Rapid detection of Enterocytospora artemiae in Chinese grass shrimp (Palaemonetes sinensis) through isothermal recombinase polymerase amplification

Enterospora artemiae , an obligate intracellular parasitic microsporidium, severely affects the development of Chinese grass shrimp ( Palaemonetes sinensis ) aquaculture. Currently, no effective drugs or vaccines are available for treatment. To improve the diagnosis and prevention of microsporidia infection in P. sinensis , two recombinase polymerase amplification (RPA) detection methods (visualized by electrophoresis [RPA-AGE] and a colloidal gold lateral flow dip-strip [RPA-LFD], respectively) were established based on the E. artemiae S8 serine protease gene.

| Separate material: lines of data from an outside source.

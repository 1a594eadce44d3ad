//! Score and metadata types shared across the ensemble pipeline.

use chrono::{DateTime, Utc};
use serde::{Deserialize, Serialize};
use sha2::{Digest, Sha256};

/// Decoded `metadata` payload carried alongside every [`LLMScore`].
/// `confidence` defaults to `0.0` whenever the field is absent or the
/// JSON fails to decode — this boundary never propagates a decode error.
#[derive(Debug, Clone, PartialEq, Serialize, Deserialize)]
pub struct ScoreMetadata {
    #[serde(default)]
    pub confidence: f64,
    #[serde(default)]
    pub explanation: Option<String>,
    #[serde(default)]
    pub provider: Option<String>,
}

impl Default for ScoreMetadata {
    fn default() -> Self {
        Self {
            confidence: 0.0,
            explanation: None,
            provider: None,
        }
    }
}

/// A single model's judgment of an article, as stored and exchanged
/// throughout the pipeline. `metadata` is a JSON string rather than a
/// typed field so malformed or future-shaped metadata never blocks
/// storage.
#[derive(Debug, Clone, PartialEq, Serialize, Deserialize)]
pub struct LLMScore {
    pub article_id: i64,
    pub model: String,
    pub score: f64,
    pub metadata: String,
    pub created_at: DateTime<Utc>,
}

impl LLMScore {
    pub fn new(article_id: i64, model: impl Into<String>, score: f64, metadata: ScoreMetadata) -> Self {
        Self {
            article_id,
            model: model.into(),
            score,
            metadata: serde_json::to_string(&metadata).unwrap_or_else(|_| "{}".to_string()),
            created_at: Utc::now(),
        }
    }

    /// Decode `metadata` into a [`ScoreMetadata`], defaulting to
    /// `confidence: 0.0` on any decode failure. Never panics.
    pub fn decoded_metadata(&self) -> ScoreMetadata {
        serde_json::from_str(&self.metadata).unwrap_or_default()
    }

    pub fn confidence(&self) -> f64 {
        self.decoded_metadata().confidence
    }
}

/// SHA-256 hex digest of an article's content, used as the stable half
/// of a response cache fingerprint.
#[derive(Debug, Clone, PartialEq, Eq, Hash, Serialize, Deserialize)]
pub struct ContentHash(pub String);

impl ContentHash {
    pub fn from_content(content: &str) -> Self {
        let mut hasher = Sha256::new();
        hasher.update(content.as_bytes());
        Self(format!("{:x}", hasher.finalize()))
    }
}

impl std::fmt::Display for ContentHash {
    fn fmt(&self, f: &mut std::fmt::Formatter<'_>) -> std::fmt::Result {
        write!(f, "{}", self.0)
    }
}
//! Ensemble Orchestrator: per-model retry-to-quorum loop plus
//! cross-model aggregation.

use std::sync::Arc;

use futures::future::join_all;
use serde::Serialize;
use tracing::{instrument, warn};

use crate::config::CompositeScoreConfig;
use crate::error::{LLMApiError, ScoringError};
use crate::llm::{
    CancelSignal, LLMScore, ModelRouter, ParsedScore, ProviderCallConfig, ProviderClient,
    ScoreMetadata,
};

/// Minimum number of high-confidence responses required per model.
pub const MIN_VALID: usize = 5;
/// Attempt ceiling per model.
pub const MAX_ATTEMPTS: usize = 20;
/// A response is high-confidence when `confidence >= CONFIDENCE_THRESHOLD`.
pub const CONFIDENCE_THRESHOLD: f64 = 0.5;

/// Prompt framing tried, in order, for each attempt (cycling once all
/// four have been tried).
#[derive(Debug, Clone, Copy, PartialEq, Eq)]
pub enum PromptVariant {
    Default,
    LeftFocus,
    CenterFocus,
    RightFocus,
}

const PROMPT_VARIANTS: [PromptVariant; 4] = [
    PromptVariant::Default,
    PromptVariant::LeftFocus,
    PromptVariant::CenterFocus,
    PromptVariant::RightFocus,
];

impl PromptVariant {
    fn apply(&self, base_prompt: &str) -> String {
        match self {
            Self::Default => base_prompt.to_string(),
            Self::LeftFocus => format!("{base_prompt}\n\nFocus your analysis on left-leaning framing."),
            Self::CenterFocus => format!("{base_prompt}\n\nFocus your analysis on centrist framing."),
            Self::RightFocus => format!("{base_prompt}\n\nFocus your analysis on right-leaning framing."),
        }
    }
}

/// Per-model statistics over the accepted (high-confidence) attempts.
#[derive(Debug, Clone, Copy, Serialize)]
pub struct PerModelAggregation {
    pub mean: f64,
    pub weighted_mean: f64,
    pub variance: f64,
    pub count: usize,
}

fn aggregate_attempts(accepted: &[ParsedScore]) -> PerModelAggregation {
    let count = accepted.len();
    if count == 0 {
        return PerModelAggregation {
            mean: 0.0,
            weighted_mean: 0.0,
            variance: 0.0,
            count: 0,
        };
    }

    let sum: f64 = accepted.iter().map(|a| a.score).sum();
    let mean = sum / count as f64;

    let weighted_sum: f64 = accepted.iter().map(|a| a.score * a.confidence).sum();
    let confidence_sum: f64 = accepted.iter().map(|a| a.confidence).sum();
    let weighted_mean = weighted_sum / confidence_sum.max(1e-6);

    let variance = accepted
        .iter()
        .map(|a| (a.score - mean).powi(2))
        .sum::<f64>()
        / count as f64;

    PerModelAggregation {
        mean,
        weighted_mean,
        variance,
        count,
    }
}

/// Cross-model aggregation over every model's [`PerModelAggregation`].
#[derive(Debug, Clone, Copy, Serialize)]
pub struct FinalAggregation {
    pub weighted_mean: f64,
    pub variance: f64,
    pub uncertainty_flag: bool,
}

fn final_aggregate(per_model: &[PerModelAggregation], num_models: usize) -> FinalAggregation {
    let count_total: f64 = per_model.iter().map(|p| p.count as f64).sum();
    let weighted_mean = if count_total <= 0.0 {
        0.0
    } else {
        per_model.iter().map(|p| p.weighted_mean * p.count as f64).sum::<f64>() / count_total
    };
    let variance = if count_total <= 0.0 {
        0.0
    } else {
        per_model.iter().map(|p| p.variance * p.count as f64).sum::<f64>() / count_total
    };

    let average_fill = if num_models == 0 {
        0.0
    } else {
        count_total / (num_models as f64 * MIN_VALID as f64)
    };
    let uncertainty_flag = variance > 0.1 || average_fill < 0.5;

    FinalAggregation {
        weighted_mean,
        variance,
        uncertainty_flag,
    }
}

/// Drives the ensemble for a single article: fan out across every
/// configured model concurrently, retry each to quorum, aggregate.
pub struct EnsembleOrchestrator {
    client: Arc<dyn ProviderClient>,
    call_cfg: ProviderCallConfig,
}

impl EnsembleOrchestrator {
    pub fn new(client: Arc<dyn ProviderClient>) -> Self {
        Self {
            client,
            call_cfg: ProviderCallConfig::default(),
        }
    }

    pub fn with_call_config(mut self, call_cfg: ProviderCallConfig) -> Self {
        self.call_cfg = call_cfg;
        self
    }

    /// Retry-to-quorum loop for one configured model. Returns both the
    /// aggregation and the accepted sub-results it was computed from, so
    /// callers can embed every sub-result in the ensemble summary.
    #[instrument(skip(self, primary_key, backup_key, cfg, prompt, cancel), fields(model = %model))]
    async fn run_model(
        &self,
        model: &str,
        primary_key: &str,
        backup_key: Option<&str>,
        cfg: &CompositeScoreConfig,
        prompt: &str,
        cancel: Option<CancelSignal>,
    ) -> Result<(PerModelAggregation, Vec<ParsedScore>), LLMApiError> {
        let mut accepted = Vec::with_capacity(MIN_VALID);

        for attempt in 0..MAX_ATTEMPTS {
            if accepted.len() >= MIN_VALID {
                break;
            }
            let variant = PROMPT_VARIANTS[attempt % PROMPT_VARIANTS.len()];
            let variant_prompt = variant.apply(prompt);

            let body = ModelRouter::route(
                self.client.as_ref(),
                primary_key,
                backup_key,
                cfg,
                model,
                &variant_prompt,
                &self.call_cfg,
                cancel.clone(),
            )
            .await?;

            match crate::llm::parse_provider_response(&body) {
                Ok(parsed) if parsed.confidence >= CONFIDENCE_THRESHOLD => {
                    accepted.push(parsed);
                }
                Ok(_) => {}
                Err(err) => {
                    warn!(%model, error = %err, "response parse failed, discarding attempt");
                }
            }
        }

        if accepted.is_empty() {
            return Err(LLMApiError::decode(format!(
                "model {model} yielded zero high-confidence responses after {MAX_ATTEMPTS} attempts"
            )));
        }

        let agg = aggregate_attempts(&accepted);
        Ok((agg, accepted))
    }

    /// Run the full ensemble, producing one [`LLMScore`] per
    /// participating model (fed to the Composite Calculator) plus the
    /// packaged ensemble summary score.
    pub async fn run(
        &self,
        article_id: i64,
        prompt: &str,
        cfg: &CompositeScoreConfig,
        primary_key: &str,
        backup_key: Option<&str>,
        cancel: Option<CancelSignal>,
    ) -> Result<(Vec<LLMScore>, LLMScore), ScoringError> {
        let futures = cfg.models.iter().map(|model_cfg| {
            let model = model_cfg.model_name.clone();
            let cancel = cancel.clone();
            async move {
                self.run_model(&model, primary_key, backup_key, cfg, prompt, cancel)
                    .await
            }
        });

        let results = join_all(futures).await;

        let mut per_model_scores = Vec::new();
        let mut per_model_aggregations = Vec::new();
        let mut sub_results = serde_json::Map::new();

        for (model_cfg, result) in cfg.models.iter().zip(results.into_iter()) {
            match result {
                Ok((agg, accepted)) => {
                    per_model_scores.push(LLMScore::new(
                        article_id,
                        model_cfg.model_name.clone(),
                        agg.weighted_mean,
                        ScoreMetadata {
                            confidence: (agg.count as f64 / MIN_VALID as f64).min(1.0),
                            explanation: None,
                            provider: None,
                        },
                    ));
                    sub_results.insert(
                        model_cfg.model_name.clone(),
                        serde_json::to_value(&accepted).unwrap_or(serde_json::Value::Null),
                    );
                    per_model_aggregations.push(agg);
                }
                Err(err) => {
                    warn!(model = %model_cfg.model_name, error = %err, "model dropped from ensemble");
                }
            }
        }

        if per_model_scores.is_empty() {
            return Err(ScoringError::AllPerspectivesInvalid);
        }

        let final_agg = final_aggregate(&per_model_aggregations, cfg.models.len());

        let metadata = serde_json::json!({
            "sub_results": sub_results,
            "per_model": per_model_aggregations,
            "final": final_agg,
            "timestamp": chrono::Utc::now().to_rfc3339(),
        });

        let ensemble_summary = LLMScore {
            article_id,
            model: "ensemble".to_string(),
            score: final_agg.weighted_mean,
            metadata: metadata.to_string(),
            created_at: chrono::Utc::now(),
        };

        Ok((per_model_scores, ensemble_summary))
    }
}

RPA-AGE showed optimal amplification at 37°C for 30 min, and amplification by RPA-LFD was completed in 10 min at 37°C and produced detection results within 5 min. Regarding specificity, both methods showed specific amplification of E. artemiae but not of other pathogens. Regarding sensitivity, the minimum detection limit for both RPA-AGE and RPA-LFD was 4.7 copies/μL. Using 30 clinical samples, the 70%-positive rate was lower than that of fluorescence quantitation, but accuracy was improved compared with conventional polymerase chain reaction-based amplification (56.7%). Our RPA-AGE and RPA-LFD methods showed high specificity and sensitivity, with short detection time. In particular, the RPA-LFD method can be used for simple on-site detection of E. artemiae in P. sinensis farms without the requirement of experimental equipment, which can facilitate the prevention and control of this microsporidial disease.